While Eve tugged on the next line, Roarke walked down the streets of South Dublin. The area had once been as familiar to him as his own face. There’d been changes since his youth, plenty for the good.
The Urban Wars had crushed this part of the city, turned the projects into slums, and the streets into a battlefield. He remembered the aftermath only dimly. Most of it had been over and done before he’d been born.
But the consequences had lasted a generation.
Poverty and the thieves it bred still haunted this area. Hunger and the anger it fed lived here, day by day.
But it was coming back, slowly. The Irish knew all about wars, conflicts, hunger, and poverty. And they dealt with it, sang of it, wrote of it. And drank around it of an evening.
So, there was the Penny Pig. It had been a neighborhood pub when he’d been a boy and most of his neighbors were villains of one sort or the other.
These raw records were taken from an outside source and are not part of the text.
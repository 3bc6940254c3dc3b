use std::sync::Arc;

use anyhow::Context;
use tracing::{info, warn};

use ton_wallet_tracker::utils::helper::truncate_address;
use ton_wallet_tracker::{
    BalancePoller, ConsoleEventHandler, DemoLedger, HttpBalanceProvider, LocalWalletConnector,
    NotificationQueue, TrackerConfig, WalletConnector, WalletSession,
};

fn main() -> anyhow::Result<()> {
    dotenvy::dotenv().ok();
    let config = TrackerConfig::from_env();

    // Initialize logging
    tracing_subscriber::fmt()
        .with_level(true)
        .with_target(false)
        .with_max_level(config.log_level)
        .with_file(true)
        .with_line_number(true)
        .init();

    tokio::runtime::Runtime::new()?.block_on(run(config))
}

async fn run(config: TrackerConfig) -> anyhow::Result<()> {
    info!("Initializing wallet tracker v{}...", ton_wallet_tracker::VERSION);
    info!("API endpoint: {}", config.api.endpoint);
    info!("Poll interval: {:?}", config.poll_interval);

    let provider = Arc::new(
        HttpBalanceProvider::new(&config.api).context("failed to build HTTP client")?,
    );
    let notifications = Arc::new(NotificationQueue::new(Arc::new(ConsoleEventHandler::new())));
    let poller = Arc::new(
        BalancePoller::new(provider, notifications.clone()).with_interval(config.poll_interval),
    );

    let wallet_address = config.wallet_address.clone().unwrap_or_default();
    if wallet_address.is_empty() {
        warn!("WALLET_ADDRESS not set, running in demo mode without a wallet");
    }
    let connector: Arc<dyn WalletConnector> = Arc::new(LocalWalletConnector::new(
        wallet_address.clone(),
        config.wallet_name.clone(),
    ));

    let session = WalletSession::new(
        connector,
        poller.clone(),
        DemoLedger::new(config.cashback_rate_bps),
        config.contract_address.clone(),
    );

    if !wallet_address.is_empty() {
        info!("Connecting wallet {}", truncate_address(&wallet_address));
        session.connect().await?;

        match poller.address_info().await {
            Ok(Some(account)) => info!(
                "Account state: {}, last transaction lt: {}",
                account.state,
                account
                    .last_transaction_id
                    .as_ref()
                    .map(|id| id.lt.as_str())
                    .unwrap_or("none")
            ),
            Ok(None) => {}
            Err(e) => warn!("Could not load account information: {}", e),
        }
    }

    let ledger = session.ledger().await;
    info!("{}", "=".repeat(80));
    info!("Demo balance: {:.4} TON", ledger.balance);
    info!("Cashback: {:.4} TON at {}", ledger.cashback_balance, ledger.cashback_rate_display());
    info!("Total deposits: {:.2} TON", ledger.total_deposits);
    info!("Total withdrawals: {:.2} TON", ledger.total_withdrawals);
    info!("{}", "=".repeat(80));

    info!("Wallet tracker is running. Press Ctrl+C to stop.");

    // Keep the program running
    tokio::signal::ctrl_c().await?;

    info!("Shutting down...");
    if session.is_connected() {
        session.disconnect().await?;
    }
    poller.shutdown().await;
    notifications.shutdown().await;

    Ok(())
}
He supposed it wouldn’t be inaccurate to name him one of the villains.
It had been a haunt for him, and those he ran with. A place to go and have a pint and not worry about the cops coming in to roust you. There’d been a girl there he’d loved as much as he was able, and fri
ends he’d valued.
All of them, dead and gone now, he thought as he stood outside the door. All but one. He’d come back to the Penny Pig, and the one friend alive from his boyhood. Maybe he’d find some of the answers.
He stepped inside, to the dark wood, the smokey light, the smell of beer and whiskey and cigarettes, and the sounds of rebel songs played low.
Brian was behind the bar, building a Guinness and holding a conversation with a man who looked to be older than dirt. There were a few at the low tables, drinking or having a sandwich. A miniscreen playing some Brit soap opera sat over the bar with the sound muted.
It was early in the day yet, but never too early to stop by a pub. If you wanted conversation, information, or just a sociable drink, where else would you go?
Roarke stepped up to the bar and waited for Brian to glance over.
And when he did, Brian’s wide face creased in smiles. “Well now, here’s himself come to grace my humble establishment once more. We’d break out the French champagne had we any.”
“A pint of that’ll do well enough.”
“Do you see here, Mister O’Leary, sir, who we have among us today?”
The old man turned his head, and his rheumy eyes stared at Roarke out of a face as flat and thin as a plank. He lifted the pint Brian had just passed him, drank slow and deep.
“It’s Roarke, is it, all grown up and fancy as a prince. Bit rougher around the edges, you were, when you came around to pinch wares from my shop down the street.”
“You chased me out with a broom more than once.”
“Aye, and it’s no doubt your pockets were heavier when you lit out than when you came in.”
“True enough. It’s good to see you again, Mr. O’Leary.”
“Got rich, didn’t you?”
“I did, yes.”
“So he’ll pay for your pint as well as his own,” Brian said and slid a pint down to Roarke.
“Happy to.” Roarke took out a bill large enough to pay for a dozen pints, set it on the bar. “I need to speak with you, Brian, on a private matter.”
Friends or not, the note disappeared into Brian’s pocket. “Come back to the snug then.” As he turned, he pounded a fist on the door behind the bar. “Johnny, get off your lazy arse and mind the bar.”